▶ **Dataset excerpts**
//! Per-language word, phrase and rule tables.
//!
//! A [`Dictionary`] is parsed once from JSON, its keys canonicalized with
//! [`lookup_key`], and never mutated afterwards. Both languages are bundled
//! as embedded documents; if one of them fails to parse the whole language
//! falls back to the small table in [`builtin`].

pub mod builtin;

use crate::diacritics::lookup_key;
use crate::lang::Language;
use log::{debug, warn};
use serde::{Deserialize, Serialize};
use std::collections::{BTreeMap, HashMap};
use std::sync::Arc;
use thiserror::Error;

static ARABIC_JSON: &str = include_str!("../data/arabic_dictionary.json");
static PERSIAN_JSON: &str = include_str!("../data/persian_dictionary.json");

/// Inserted between consonants when nothing better is known.
pub const DEFAULT_VOWEL: &str = "a";

#[derive(Debug, Error)]
pub enum DictionaryError {
    #[error("dictionary parse error: {0}")]
    Parse(#[from] serde_json::Error),

    #[error("dictionary table `{0}` is empty")]
    EmptyTable(&'static str),
}

#[derive(Debug, Clone, Default, PartialEq, Eq, Serialize, Deserialize)]
pub struct WordEntry {
    pub transliteration: String,
    #[serde(default, skip_serializing_if = "Option::is_none")]
    pub category: Option<String>,
    #[serde(default, skip_serializing_if = "Option::is_none")]
    pub notes: Option<String>,
    #[serde(default, skip_serializing_if = "Option::is_none")]
    pub root: Option<String>,
    #[serde(default, skip_serializing_if = "Option::is_none")]
    pub meaning: Option<String>,
}

impl WordEntry {
    pub fn new(transliteration: impl Into<String>) -> Self {
        Self {
            transliteration: transliteration.into(),
            ..Self::default()
        }
    }

    pub fn with_category(mut self, category: &str) -> Self {
        self.category = Some(category.to_owned());
        self
    }
}

/// A literal (never regex) source sequence and its Latin rendering.
#[derive(Debug, Clone, Default, PartialEq, Eq, Serialize, Deserialize)]
pub struct Pattern {
    pub pattern: String,
    pub transliteration: String,
    #[serde(default, skip_serializing_if = "Option::is_none")]
    pub notes: Option<String>,
}

/// A declarative rewrite applied by the normalizer.
///
/// Rules of one table are applied by ascending `order`, then by key. A rule
/// without an `order` runs after every ordered one.
#[derive(Debug, Clone, Default, PartialEq, Eq, Serialize, Deserialize)]
pub struct Rule {
    #[serde(default)]
    pub pattern: String,
    #[serde(default)]
    pub transliteration: String,
    #[serde(default, skip_serializing_if = "Option::is_none")]
    pub notes: Option<String>,
    #[serde(default, skip_serializing_if = "BTreeMap::is_empty")]
    pub examples: BTreeMap<String, String>,
    #[serde(default, skip_serializing_if = "Option::is_none")]
    pub order: Option<u32>,
}

impl Rule {
    pub fn new(pattern: &str, transliteration: &str, order: u32) -> Self {
        Self {
            pattern: pattern.to_owned(),
            transliteration: transliteration.to_owned(),
            order: Some(order),
            ..Self::default()
        }
    }
}

#[derive(Debug, Clone, Default, PartialEq, Eq, Serialize, Deserialize)]
pub struct Metadata {
    #[serde(default)]
    pub version: String,
    #[serde(default)]
    pub description: String,
    #[serde(default)]
    pub last_updated: String,
}

#[derive(Debug, Clone, Default, PartialEq, Eq, Serialize, Deserialize)]
pub struct Dictionary {
    #[serde(default)]
    pub metadata: Metadata,
    #[serde(default)]
    pub common_words: HashMap<String, WordEntry>,
    #[serde(default)]
    pub divine_names: HashMap<String, WordEntry>,
    #[serde(default)]
    pub common_phrases: HashMap<String, WordEntry>,
    #[serde(default)]
    pub vowel_patterns: HashMap<String, Pattern>,
    #[serde(default)]
    pub article_rules: HashMap<String, Rule>,
    #[serde(default)]
    pub ezafe_rules: HashMap<String, Rule>,
    #[serde(default)]
    pub heuristics: HashMap<String, Rule>,
    #[serde(default)]
    pub verbal_prefixes: HashMap<String, WordEntry>,
    #[serde(default)]
    pub suffixes: HashMap<String, WordEntry>,
}

impl Dictionary {
    /// Parses a dictionary document and canonicalizes its keys.
    pub fn from_json(json: &str) -> Result<Self, DictionaryError> {
        let dict: Dictionary = serde_json::from_str(json)?;
        if dict.common_words.is_empty() {
            return Err(DictionaryError::EmptyTable("common_words"));
        }
        Ok(dict.canonicalized())
    }

    /// The bundled dictionary for `lang`, or the built-in table if the
    /// bundled document is unusable.
    pub fn load(lang: Language) -> Self {
        let json = match lang {
            Language::Arabic => ARABIC_JSON,
            Language::Persian => PERSIAN_JSON,
        };
        match Self::from_json(json) {
            Ok(dict) => {
                debug!(
                    "loaded {lang} dictionary v{}: {} words, {} divine names, {} phrases",
                    dict.metadata.version,
                    dict.common_words.len(),
                    dict.divine_names.len(),
                    dict.common_phrases.len()
                );
                dict
            }
            Err(e) => {
                warn!("{lang} dictionary unusable ({e}); using built-in table");
                Self::builtin(lang)
            }
        }
    }

    pub fn builtin(lang: Language) -> Self {
        builtin::builtin(lang).canonicalized()
    }

    /// Re-keys every word-like table by [`lookup_key`]. When two source keys
    /// collapse onto one, the lexicographically first source key wins.
    pub fn canonicalized(mut self) -> Self {
        self.common_words = canonical_table("common_words", self.common_words);
        self.divine_names = canonical_table("divine_names", self.divine_names);
        self.common_phrases = canonical_table("common_phrases", self.common_phrases);
        self.verbal_prefixes = canonical_table("verbal_prefixes", self.verbal_prefixes);
        self.suffixes = canonical_table("suffixes", self.suffixes);
        self
    }

    #[inline]
    pub fn common_word(&self, key: &str) -> Option<&WordEntry> {
        self.common_words.get(key)
    }

    #[inline]
    pub fn divine_name(&self, key: &str) -> Option<&WordEntry> {
        self.divine_names.get(key)
    }

    /// CommonWords first, then DivineNames.
    #[inline]
    pub fn word(&self, key: &str) -> Option<&WordEntry> {
        self.common_word(key).or_else(|| self.divine_name(key))
    }

    pub fn default_vowel(&self) -> &str {
        self.heuristics
            .get("default_vowel")
            .map(|r| r.transliteration.as_str())
            .filter(|v| !v.is_empty())
            .unwrap_or(DEFAULT_VOWEL)
    }

    /// Vowel patterns, longest source sequence first.
    pub fn vowel_patterns_longest_first(&self) -> Vec<&Pattern> {
        let mut patterns: Vec<&Pattern> = self
            .vowel_patterns
            .values()
            .filter(|p| !p.pattern.is_empty())
            .collect();
        patterns.sort_by(|a, b| {
            b.pattern
                .chars()
                .count()
                .cmp(&a.pattern.chars().count())
                .then_with(|| a.pattern.cmp(&b.pattern))
        });
        patterns
    }
}

/// Rules of one table in applied order: `(order, key)`.
pub fn ordered_rules(table: &HashMap<String, Rule>) -> Vec<(&str, &Rule)> {
    let mut rules: Vec<(&str, &Rule)> = table.iter().map(|(k, r)| (k.as_str(), r)).collect();
    rules.sort_by(|(ka, a), (kb, b)| {
        a.order
            .unwrap_or(u32::MAX)
            .cmp(&b.order.unwrap_or(u32::MAX))
            .then_with(|| ka.cmp(kb))
    });
    rules
}

fn canonical_table(name: &str, table: HashMap<String, WordEntry>) -> HashMap<String, WordEntry> {
    let mut entries: Vec<(String, WordEntry)> = table.into_iter().collect();
    entries.sort_by(|a, b| a.0.cmp(&b.0));
    let mut out = HashMap::with_capacity(entries.len());
    for (source, entry) in entries {
        let key = lookup_key(&source);
        if key.is_empty() {
            continue;
        }
        if out.contains_key(&key) {
            debug!("{name}: `{source}` collapses onto existing key `{key}`, keeping the first");
            continue;
        }
        out.insert(key, entry);
    }
    out
}

/// Read-only dictionaries for every language, shared across threads.
#[derive(Debug, Clone)]
pub struct DictionaryStore {
    dictionaries: Vec<Arc<Dictionary>>,
}

impl DictionaryStore {
    /// Loads the bundled dictionary of every language.
    pub fn load() -> Self {
        Self {
            dictionaries: Language::ALL
                .iter()
                .map(|&lang| Arc::new(Dictionary::load(lang)))
                .collect(),
        }
    }

    pub fn builtin() -> Self {
        Self {
            dictionaries: Language::ALL
                .iter()
                .map(|&lang| Arc::new(Dictionary::builtin(lang)))
                .collect(),
        }
    }

    /// Replaces the dictionary of one language.
    pub fn with(mut self, lang: Language, dictionary: Dictionary) -> Self {
        self.dictionaries[lang as usize] = Arc::new(dictionary.canonicalized());
        self
    }

    #[inline]
    pub fn get(&self, lang: Language) -> &Dictionary {
        &self.dictionaries[lang as usize]
    }
}

impl Default for DictionaryStore {
    fn default() -> Self {
        Self::load()
    }
}
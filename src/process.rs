//! Process abstraction.
//!
//! A process runs an ordered list of stages over a buffer. Each stage is
//! asked `needs_apply` first, so a clean buffer travels the whole chain
//! without a single allocation.
use crate::{context::Context, stage::Stage};
use log::trace;
use smallvec::SmallVec;
use std::{borrow::Cow, sync::Arc};

pub trait Process {
    fn process<'a>(&self, text: Cow<'a, str>, ctx: &Context) -> Cow<'a, str>;
}

#[derive(Default, Clone)]
pub struct DynamicProcess {
    pub(crate) stages: SmallVec<[Arc<dyn Stage>; 12]>,
}

impl std::fmt::Debug for DynamicProcess {
    fn fmt(&self, f: &mut std::fmt::Formatter<'_>) -> std::fmt::Result {
        f.debug_list()
            .entries(self.stages.iter().map(|s| s.name()))
            .finish()
    }
}

impl DynamicProcess {
    #[inline(always)]
    pub fn new() -> Self {
        Self::default()
    }

    #[inline(always)]
    pub fn push<T: Stage + 'static>(mut self, stage: T) -> Self {
        self.stages.push(Arc::new(stage));
        self
    }

    pub fn stage_names(&self) -> Vec<&'static str> {
        self.stages.iter().map(|s| s.name()).collect()
    }
}

impl Process for DynamicProcess {
    fn process<'a>(&self, mut text: Cow<'a, str>, ctx: &Context) -> Cow<'a, str> {
        for stage in &self.stages {
            if !stage.needs_apply(&text, ctx) {
                continue;
            }
            trace!("stage {} rewrites the text", stage.name());
            text = stage.apply(text, ctx);
        }
        text
    }
}
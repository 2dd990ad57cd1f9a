use crate::dictionary::DictionaryStore;
use crate::lang::Language;
use crate::{context::Context, stage::Stage};
use std::borrow::Cow;
use std::sync::LazyLock;

static STORE: LazyLock<DictionaryStore> = LazyLock::new(DictionaryStore::load);

/// Context over the bundled dictionary of `lang`.
pub fn context(lang: Language) -> Context<'static> {
    Context::new(lang, STORE.get(lang))
}

/// Trait that stages implement to opt into the universal test suite.
pub trait StageTestConfig: Stage + Sized {
    /// General test samples (may or may not trigger changes).
    fn samples(_lang: Language) -> &'static [&'static str] {
        &["Alláh-u-Abhá", " wa al-ḥamdu ", "yá Iláhí,, ", ""]
    }

    /// Samples that must pass through unchanged and borrowed.
    fn should_pass_through(_lang: Language) -> &'static [&'static str] {
        &[
            "hello",   // Simple lowercase
            "Alláh",   // Already canonical
            "test123", // Alphanumeric
            "abc def", // Simple phrase with space
            "",        // Empty string
        ]
    }

    /// Input/output pairs that verify correct transformations.
    fn should_transform(_lang: Language) -> &'static [(&'static str, &'static str)] {
        &[]
    }
}

/// Assert that a stage satisfies the universal contracts:
///
/// 1. `zero_copy_when_no_changes` → no allocation when input == output
/// 2. `stage_is_idempotent` → applying twice yields the same result as once
/// 3. `needs_apply_is_accurate` → correctly predicts whether apply() changes text
/// 4. `handles_empty_string_and_ascii` → graceful on edge cases
/// 5. `no_panic_on_mixed_scripts` → survives pathological real-world input
///
/// `Send + Sync + 'static` is implied by the trait bounds.
#[macro_export]
macro_rules! assert_stage_contract {
    ($stage:expr) => {
        $crate::testing::stage_contract::zero_copy_when_no_changes($stage);
        $crate::testing::stage_contract::stage_is_idempotent($stage);
        $crate::testing::stage_contract::needs_apply_is_accurate($stage);
        $crate::testing::stage_contract::handles_empty_string_and_ascii($stage);
        $crate::testing::stage_contract::no_panic_on_mixed_scripts($stage);
    };
}

pub fn zero_copy_when_no_changes<S: StageTestConfig>(stage: S) {
    for &lang in Language::ALL {
        let ctx = context(lang);

        for &input in S::samples(lang) {
            let mut text = Cow::Borrowed(input);

            if stage.needs_apply(&text, &ctx) {
                text = stage.apply(text, &ctx);
                assert_ne!(text.as_ref(), input, "needs_apply lied on `{input}` ({lang})");
            } else {
                assert_eq!(input as *const str, text.as_ref() as *const str);
            }

            // Second pass must never allocate again
            let old_ptr = text.as_ref() as *const str;
            if stage.needs_apply(&text, &ctx) {
                text = stage.apply(text, &ctx);
            }
            assert_eq!(
                old_ptr,
                text.as_ref() as *const str,
                "zero-copy violated on second pass (lang: {lang}, input: `{input}`)"
            );
        }

        for &pass_through in S::should_pass_through(lang) {
            let original_ptr = pass_through as *const str;
            let text = stage.apply(Cow::Borrowed(pass_through), &ctx);
            assert!(!stage.needs_apply(pass_through, &ctx), "`{pass_through}` ({lang})");
            assert_eq!(text.as_ref(), pass_through);
            assert_eq!(
                original_ptr,
                text.as_ref() as *const str,
                "zero-copy violated on pass-through sample (lang: {lang}, input: `{pass_through}`)"
            );
        }

        for &(input, expected) in S::should_transform(lang) {
            let text = stage.apply(Cow::Borrowed(input), &ctx);
            assert_eq!(text.as_ref(), expected, "{} in {lang}", stage.name());
        }
    }
}

pub fn stage_is_idempotent<S: StageTestConfig>(stage: S) {
    for &lang in Language::ALL {
        let ctx = context(lang);
        let inputs = S::samples(lang)
            .iter()
            .copied()
            .chain(S::should_transform(lang).iter().map(|(i, _)| *i));
        for input in inputs {
            let once = stage.apply(Cow::Borrowed(input), &ctx);
            let twice = stage.apply(once.clone(), &ctx);
            assert_eq!(once, twice, "apply() not idempotent in {lang} on `{input}`");
        }
    }
}

pub fn needs_apply_is_accurate<S: StageTestConfig>(stage: S) {
    for &lang in Language::ALL {
        let ctx = context(lang);
        for &sample in S::samples(lang) {
            check_accuracy(&stage, sample, &ctx);
        }
        for &(sample, _) in S::should_transform(lang) {
            check_accuracy(&stage, sample, &ctx);
        }
        let must_not_touch = ["", "hello", "world123", " !@#"];
        for clean in must_not_touch {
            check_accuracy(&stage, clean, &ctx);
        }
    }
}

fn check_accuracy<S: Stage>(stage: &S, input: &str, ctx: &Context) {
    let predicted = stage.needs_apply(input, ctx);
    // Owned input, so stages that always allocate are not penalised
    let output = stage.apply(Cow::Owned(input.to_owned()), ctx);
    let actually_changes = output != input;
    assert_eq!(
        predicted,
        actually_changes,
        "needs_apply() mismatch for stage `{}` in {lang} on `{input}`\n\
         predicted: {predicted}\n\
         actual   : {actually_changes} (output = {output:?})",
        stage.name(),
        lang = ctx.lang
    );
}

pub fn handles_empty_string_and_ascii<S: StageTestConfig>(stage: S) {
    for &lang in Language::ALL {
        let ctx = context(lang);
        let result_empty = stage.apply(Cow::Borrowed(""), &ctx);
        assert_eq!(result_empty.as_ref(), "");
        // Plain ASCII prose must not be semantically altered
        let ascii = "hello world 123 (abc) @#";
        let result_ascii = stage.apply(Cow::Borrowed(ascii), &ctx);
        assert_eq!(result_ascii.as_ref(), ascii);
    }
}

pub fn no_panic_on_mixed_scripts<S: StageTestConfig>(stage: S) {
    for &lang in Language::ALL {
        let ctx = context(lang);
        let _ = stage.apply(
            Cow::Borrowed("Hello 世界 русский Türkçe العربية\u{200C}فارسی 'l- wa al-"),
            &ctx,
        );
        let _ = stage.apply(Cow::Borrowed("\n\n - ' , . #"), &ctx);
    }
}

▶ **Goal of the exercise**
The word "bundled" may occur in lines of the data above; say how many lines hold it, giving only the number.

▶ **Exercise answer**
5